At that time, there was no cancer medication available for this abnormality. But oncologists transplanted the leukemia into mice. Then they treated the mice with a TRK inhibitor. The mice were cured from leukemia.
Then, as you know, I'm an important doctor, right? What are important doctors doing? They go to Doctor Google, right?
I went to Doctor Google. This TRK cancer inhibitor was already in clinical trials.
Now we returned to this child. He had a very big tumor attached to his ribs. We treated him with this new TRK inhibitor [larotrectinib] in a clinical trial in Heidelberg, Germany. Now this clinical trial is opened here.
The tumor disappeared completely! TRK inhibitor cancer medication is given as a syrup, by mouth, orally. Already within two weeks, 90% of the cancer tumor was gone.
Now, a couple of months later, the tumor almost disappeared. The rest of the cancer we can remove by surgical operation.
Now, why do I decide to give you an example of a solid tumor? You asked me to give a clinical vignette of leukemia?
Dr. Anton Titov, MD: You already understand it.
Dr. Shai Izraeli, MD: Because I knew about this TRK inhibitor from leukemia. But this already is the hallmark of precision medicine cancer therapy today.
Because these TRK genetic mutations in the tumor are rare. These abnormalities are not common, but they are not unique to the type of tumor that I described. They are not unique to leukemia, where they are extremely rare.
These tumor mutations are also found in brain gliomas. TRK mutations exist in kidney cancer and other cancers. These cancer genetic abnormalities happen in a small percentage of tumors.
But this example tells you why it's really important today to test every child with cancer for general genetic abnormalities. Because we may find a genetic abnormality that can be treated by a specific targeted cancer medication.
Then we should use a targeted cancer medication and not something else. That is what we are going to do in the upcoming year. That's an example of modern precision medicine.
Dr. Anton Titov, MD: Classification of tumors is not done only by the type of tissue that the tumor comes from. Examples are leukemia, soft tissue tumors, carcinomas, brain tumors.
Today tumors are classified based on a genetic abnormality that causes cancer. That's one example.
Another example of targeted cancer therapy is this. We had a child with acute myeloid leukemia. Leukemia didn't respond to any treatment.
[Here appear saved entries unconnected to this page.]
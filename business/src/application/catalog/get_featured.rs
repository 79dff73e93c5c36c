use std::sync::Arc;

use async_trait::async_trait;

use crate::domain::catalog::errors::CatalogError;
use crate::domain::catalog::model::{CatalogProduct, ProductCategory};
use crate::domain::catalog::repository::CatalogRepository;
use crate::domain::catalog::use_cases::get_featured::GetFeaturedProductsUseCase;
use crate::domain::logger::Logger;

/// Featured products are the vacuums.
pub struct GetFeaturedProductsUseCaseImpl {
    pub repository: Arc<dyn CatalogRepository>,
    pub logger: Arc<dyn Logger>,
}

#[async_trait]
impl GetFeaturedProductsUseCase for GetFeaturedProductsUseCaseImpl {
    async fn execute(&self) -> Result<Vec<CatalogProduct>, CatalogError> {
        self.logger.debug("Getting featured products");
        let products = self
            .repository
            .get_by_category(&ProductCategory::Vacuums)
            .await?;
        Ok(products)
    }
}
/// Repository errors for domain layer.
/// Use code-style identifiers for all error variants for i18n compatibility.
#[derive(Debug, thiserror::Error)]
pub enum RepositoryError {
    #[error("repository.database_error")]
    DatabaseError,
    #[error("repository.corrupted_data")]
    CorruptedData,
}

/// Failures of a call to the remote commerce platform.
///
/// Callers treat every variant as "remote call failed"; the variants only
/// carry enough detail to make the logs useful.
#[derive(Debug, thiserror::Error)]
pub enum CommerceError {
    #[error("commerce.transport")]
    Transport(String),
    #[error("commerce.status_{0}")]
    Status(u16),
    #[error("commerce.graphql")]
    GraphQl(Vec<String>),
    #[error("commerce.user_errors")]
    UserErrors(Vec<String>),
    #[error("commerce.missing_resource")]
    MissingResource,
    #[error("commerce.decode")]
    Decode(String),
}

impl CommerceError {
    /// Remote messages or the underlying cause attached to the failure,
    /// joined for logging.
    pub fn details(&self) -> String {
        match self {
            CommerceError::GraphQl(messages) | CommerceError::UserErrors(messages) => {
                messages.join(", ")
            }
            CommerceError::Transport(cause) | CommerceError::Decode(cause) => {
                format!("{}: {}", self, cause)
            }
            other => other.to_string(),
        }
    }
}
Dr. Shai Izraeli, MD: Then we found out that there is activation of a signaling molecule called FLT3 in AML. This child also entered remission of leukemia after treatment with a high-dose FLT3 inhibitor [Quizartinib]. He is cured now.
I believe we are living in a very exciting era of precision medicine. We now have some magic bullets.
Dr. Anton Titov, MD: These are targeted, precise cancer medications. There is not only magic. There are also many problems with cancer treatment side effects.
It is very important not to make excessive promises. But I think the era where every child with cancer will be cured is certainly in the lifetime of a doctor who just now starts working in medicine.